The Bank of Ghana (BoG) has decided to hold steady the policy rate at 27 percent, citing persistent inflationary pressures, particularly within the food sector, as the primary reason. This decision reflects the MPC’s assessment that inflation remains significantly above the medium-term target of 8±2 percent. While global economic conditions have generally improved in 2024, with easing inflationary pressures and more accommodative monetary policies in several countries, the BoG remains cautious. The committee acknowledges the potential for improved investor sentiment towards emerging markets like Ghana, but also recognizes the risks posed by a strengthening US dollar, a consequence of anticipated US economic policies. Therefore, the BoG emphasizes the need for carefully coordinated fiscal and monetary policies to mitigate potential spillover effects on the Ghanaian economy.
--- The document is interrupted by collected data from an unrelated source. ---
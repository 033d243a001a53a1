//! Export pipelines.
//!
//! Each pipeline reads the source once, builds its output fully in memory and
//! writes the file only after everything succeeded.

use std::fmt;
use std::path::{Path, PathBuf};

use tracing::info;

use crate::airports::AirportDb;
use crate::config::{LogbookConfig, MapConfig};
use crate::error::{Error, Result};
use crate::map::{render_png, MapData, MapFilter};
use crate::paginate::{paginate, PageBreaks, PageSettings, PaginationSummary, DEFAULT_PAGE_CAPACITY};
use crate::record::{parse_rows, FlightRecord, Landings};
use crate::render::{LogbookWriter, PdfCanvas};
use crate::source::SourceReader;
use crate::time::Duration;

const PDF_TITLE: &str = "Pilot Logbook";

/// Fetch and decode every row of `source`.
///
/// # Errors
///
/// Returns the source error, or the first malformed row.
pub fn load_records(source: &dyn SourceReader) -> Result<Vec<FlightRecord>> {
    info!(source = %source.describe(), "reading flights");
    let rows = source.fetch_rows()?;
    let records = parse_rows(&rows)?;
    info!(records = records.len(), "flights decoded");
    Ok(records)
}

/// Render `records` as a logbook PDF.
///
/// With `reverse` set the records are written last row first, which turns a
/// newest-on-top sheet into chronological order.
///
/// # Errors
///
/// Returns [`Error::Render`] if the PDF cannot be produced.
pub fn render_logbook(
    records: &[FlightRecord],
    options: &LogbookConfig,
) -> Result<(Vec<u8>, PaginationSummary)> {
    let settings = PageSettings {
        capacity: DEFAULT_PAGE_CAPACITY,
        owner: options.owner.clone(),
    };
    let breaks = PageBreaks::new(options.page_breaks.clone());
    let mut writer = LogbookWriter::new(PdfCanvas::new(PDF_TITLE)?);

    let summary = if options.reverse {
        paginate(records.iter().rev(), &settings, breaks, &mut writer)?
    } else {
        paginate(records, &settings, breaks, &mut writer)?
    };
    let bytes = writer.finish()?;
    Ok((bytes, summary))
}

/// Write `bytes` to `path`.
///
/// # Errors
///
/// Returns [`Error::OutputWrite`] if the file cannot be written.
pub fn write_output(path: &Path, bytes: &[u8]) -> Result<()> {
    std::fs::write(path, bytes).map_err(|source| Error::OutputWrite {
        path: path.to_path_buf(),
        source,
    })?;
    info!(path = %path.display(), bytes = bytes.len(), "output written");
    Ok(())
}

/// Result of a PDF export.
#[derive(Debug, Clone, PartialEq, Eq)]
pub struct ExportReport {
    /// File written.
    pub output: PathBuf,
    /// Page statistics.
    pub summary: PaginationSummary,
}

impl fmt::Display for ExportReport {
    fn fmt(&self, f: &mut fmt::Formatter<'_>) -> fmt::Result {
        writeln!(
            f,
            "Logbook has been exported to {}",
            self.output.display()
        )?;
        write!(
            f,
            "Flights: {}, pages: {} ({} logbook pages), total time: {}",
            self.summary.records,
            self.summary.physical_pages,
            self.summary.logbook_pages,
            self.summary.grand_total.times.total.render_for_totals()
        )
    }
}

/// Read `source` and write the PDF logbook to `options.output`.
///
/// # Errors
///
/// Returns any source, decoding, render or write error. Nothing is written
/// on failure.
pub fn export_pdf(source: &dyn SourceReader, options: &LogbookConfig) -> Result<ExportReport> {
    let records = load_records(source)?;
    let (bytes, summary) = render_logbook(&records, options)?;
    write_output(&options.output, &bytes)?;
    info!(
        pages = summary.physical_pages,
        separators = summary.separators,
        "logbook exported"
    );
    Ok(ExportReport {
        output: options.output.clone(),
        summary,
    })
}

/// Console summary of a rendered map.
#[derive(Debug, Clone, PartialEq, Eq)]
pub struct MapReport {
    /// File written.
    pub output: PathBuf,
    /// Unique airports in the selected flights.
    pub airports: usize,
    /// Unique routes in the selected flights.
    pub routes: usize,
    /// Total flight time of the selected flights.
    pub total_time: Duration,
    /// Landings of the selected flights.
    pub landings: Landings,
}

impl fmt::Display for MapReport {
    fn fmt(&self, f: &mut fmt::Formatter<'_>) -> fmt::Result {
        writeln!(f, "Airports: {}", self.airports)?;
        writeln!(f, "Routes: {}", self.routes)?;
        writeln!(f, "Total time: {}", self.total_time.render_for_totals())?;
        writeln!(
            f,
            "Landings: {} day, {} night",
            self.landings.day, self.landings.night
        )?;
        write!(f, "Map has been saved to {}", self.output.display())
    }
}

/// Build the map of `records` and return the PNG bytes with its report.
///
/// # Errors
///
/// Returns [`Error::Render`] if the image cannot be produced.
pub fn render_map(
    records: &[FlightRecord],
    db: &AirportDb,
    options: &MapConfig,
) -> Result<(Vec<u8>, MapReport)> {
    let filter = MapFilter {
        date: options.filter_date.clone(),
        include_routes: !options.no_routes,
    };
    let data = MapData::build(records, &filter);
    let primitives = data.primitives(db);
    let png = render_png(&primitives, options.width, options.height)?;

    let report = MapReport {
        output: options.output.clone(),
        airports: data.airports.len(),
        routes: data.routes.len(),
        total_time: data.totals.times.total,
        landings: data.totals.landings,
    };
    Ok((png, report))
}

/// Read `source`, load the airport database (the bundled one unless a file
/// is configured) and write the map PNG.
///
/// # Errors
///
/// Returns any source, database, render or write error. Nothing is written
/// on failure.
pub fn export_map(source: &dyn SourceReader, options: &MapConfig) -> Result<MapReport> {
    let db = AirportDb::load_or_bundled(options.airports_db.as_deref())?;
    let records = load_records(source)?;
    let (png, report) = render_map(&records, &db, options)?;
    write_output(&options.output, &png)?;
    info!(airports = report.airports, routes = report.routes, "map exported");
    Ok(report)
}

#[cfg(test)]
mod tests {
    use super::*;
    use crate::record::tests::sample_row;
    use crate::record::SourceRow;

    /// In-memory source.
    struct StaticSource(Vec<SourceRow>);

    impl SourceReader for StaticSource {
        fn describe(&self) -> String {
            "static".to_string()
        }

        fn fetch_rows(&self) -> Result<Vec<SourceRow>> {
            if self.0.is_empty() {
                return Err(Error::source_empty("static"));
            }
            Ok(self.0.clone())
        }
    }

    fn rows(n: usize) -> Vec<SourceRow> {
        (1..=n).map(sample_row).collect()
    }

    const AIRPORTS: &str = r#"{
        "EGLL": {"lat": 51.47, "lon": -0.46},
        "LFPG": {"lat": 49.01, "lon": 2.55}
    }"#;

    #[test]
    fn test_load_records() {
        let records = load_records(&StaticSource(rows(3))).unwrap();
        assert_eq!(records.len(), 3);
        assert_eq!(records[0].departure.place, "EGLL");
    }

    #[test]
    fn test_load_records_malformed() {
        let mut bad = rows(2);
        bad[1].cells.truncate(4);
        let err = load_records(&StaticSource(bad)).unwrap_err();
        assert!(matches!(err, Error::MalformedRow { row: 2, .. }));
    }

    #[test]
    fn test_render_logbook_summary() {
        let records = load_records(&StaticSource(rows(30))).unwrap();
        let options = LogbookConfig {
            page_breaks: vec![1],
            ..LogbookConfig::default()
        };
        let (bytes, summary) = render_logbook(&records, &options).unwrap();

        assert!(bytes.starts_with(b"%PDF"));
        assert_eq!(summary.records, 30);
        assert_eq!(summary.logbook_pages, 2);
        assert_eq!(summary.physical_pages, 3);
        // 30 flights of 1:15 each.
        assert_eq!(summary.grand_total.times.total, Duration::from_hm(37, 30));
    }

    #[test]
    fn test_export_pdf_writes_file() {
        let dir = tempfile::tempdir().unwrap();
        let options = LogbookConfig {
            output: dir.path().join("logbook.pdf"),
            ..LogbookConfig::default()
        };
        let report = export_pdf(&StaticSource(rows(2)), &options).unwrap();

        let written = std::fs::read(&options.output).unwrap();
        assert!(written.starts_with(b"%PDF"));
        assert_eq!(report.summary.records, 2);
        assert!(report.to_string().contains("logbook.pdf"));
    }

    #[test]
    fn test_failed_export_writes_nothing() {
        let dir = tempfile::tempdir().unwrap();
        let options = LogbookConfig {
            output: dir.path().join("logbook.pdf"),
            ..LogbookConfig::default()
        };
        assert!(export_pdf(&StaticSource(Vec::new()), &options).is_err());
        assert!(!options.output.exists());
    }

    #[test]
    fn test_write_output_error() {
        let err = write_output(Path::new("/nonexistent/dir/out.pdf"), b"x").unwrap_err();
        assert!(matches!(err, Error::OutputWrite { .. }));
    }

    #[test]
    fn test_render_map_report() {
        let records = load_records(&StaticSource(rows(2))).unwrap();
        let db = AirportDb::from_json(AIRPORTS).unwrap();
        let options = MapConfig {
            width: 200,
            height: 100,
            ..MapConfig::default()
        };
        let (png, report) = render_map(&records, &db, &options).unwrap();

        assert!(!png.is_empty());
        assert_eq!(report.airports, 2);
        assert_eq!(report.routes, 1);
        assert_eq!(report.total_time, Duration::from_hm(2, 30));
        assert_eq!(report.landings, Landings { day: 2, night: 0 });

        let text = report.to_string();
        assert!(text.contains("Airports: 2"));
        assert!(text.contains("Routes: 1"));
        assert!(text.contains("Total time: 2:30"));
        assert!(text.contains("Landings: 2 day, 0 night"));
    }

    #[test]
    fn test_export_map_requires_database() {
        let dir = tempfile::tempdir().unwrap();
        let options = MapConfig {
            airports_db: Some(dir.path().join("missing.json")),
            output: dir.path().join("map.png"),
            ..MapConfig::default()
        };
        let err = export_map(&StaticSource(rows(1)), &options).unwrap_err();
        assert!(matches!(err, Error::AirportDb { .. }));
        assert!(!options.output.exists());
    }

    #[test]
    fn test_export_map_with_default_config() {
        let dir = tempfile::tempdir().unwrap();
        let options = MapConfig {
            output: dir.path().join("map.png"),
            width: 160,
            height: 90,
            ..MapConfig::default()
        };
        assert!(options.airports_db.is_none());

        let report = export_map(&StaticSource(rows(2)), &options).unwrap();
        assert!(options.output.exists());
        assert_eq!(report.airports, 2);
        assert_eq!(report.routes, 1);
    }

    #[test]
    fn test_export_map_writes_file() {
        let dir = tempfile::tempdir().unwrap();
        let db_path = dir.path().join("airports.json");
        std::fs::write(&db_path, AIRPORTS).unwrap();
        let options = MapConfig {
            airports_db: Some(db_path),
            output: dir.path().join("map.png"),
            width: 120,
            height: 80,
            ..MapConfig::default()
        };
        export_map(&StaticSource(rows(1)), &options).unwrap();
        assert!(options.output.exists());
    }
}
Ghana’s external sector performance has been positive, characterized by robust reserve growth, primarily driven by increased gold exports. This has contributed to exchange rate stability. The outlook for the external sector remains optimistic, with favorable commodity prices and improved production anticipated. However, the BoG remains vigilant about potential risks, such as challenges in the energy sector, which could impact the overall economic stability. Maintaining a stable exchange rate remains a priority, and the BoG will closely monitor these external factors to ensure continued positive performance.

The improved macroeconomic environment has positively impacted the banking sector. The BoG is committed to ensuring financial stability by requiring banks with capital shortfalls to adhere to recapitalization plans. Increased supervisory oversight will focus on addressing high non-performing loans (NPLs), a potential risk to the industry’s stability. The expectation is that the improved macroeconomic conditions will also enhance the debt servicing capacity of corporations and households, thereby mitigating future NPL accumulation. This multi-pronged approach aims to strengthen the banking sector and ensure its resilience against potential shocks.

Inflation remains a major concern for the BoG. Food prices, particularly affected by climate-related factors like dry spells and delayed rains in key agricultural regions, have been the main driver of inflationary pressures. Supply chain disruptions have also played a role. While the 2024 inflation target was missed, the BoG expects disinflation to resume in the coming period, contingent on renewed fiscal consolidation efforts by the new administration, as outlined in their economic policy agenda and the upcoming 2025 budget.

The Bank of Ghana’s decision to maintain the policy rate reflects a balanced approach, acknowledging both the positive global economic trends and the specific challenges facing the Ghanaian economy. The focus on strengthening the banking sector, coupled with the anticipation of fiscal consolidation, underscores the BoG’s commitment to achieving medium-term price stability. The MPC will continue to monitor both domestic and international developments, adjusting policies as necessary to ensure macroeconomic stability and sustainable economic growth.

The interplay between global economic forces and domestic challenges will significantly influence Ghana’s economic trajectory in the near term. The BoG’s proactive stance, emphasizing both vigilance and strategic intervention, aims to navigate these complexities effectively. The success of this approach will depend on the coordinated efforts of both monetary and fiscal authorities, as well as the resilience of the Ghanaian economy in the face of potential external shocks. The forthcoming budget statement and the new administration’s economic policy will play a crucial role in shaping this trajectory and determining the effectiveness of the BoG’s monetary policy stance.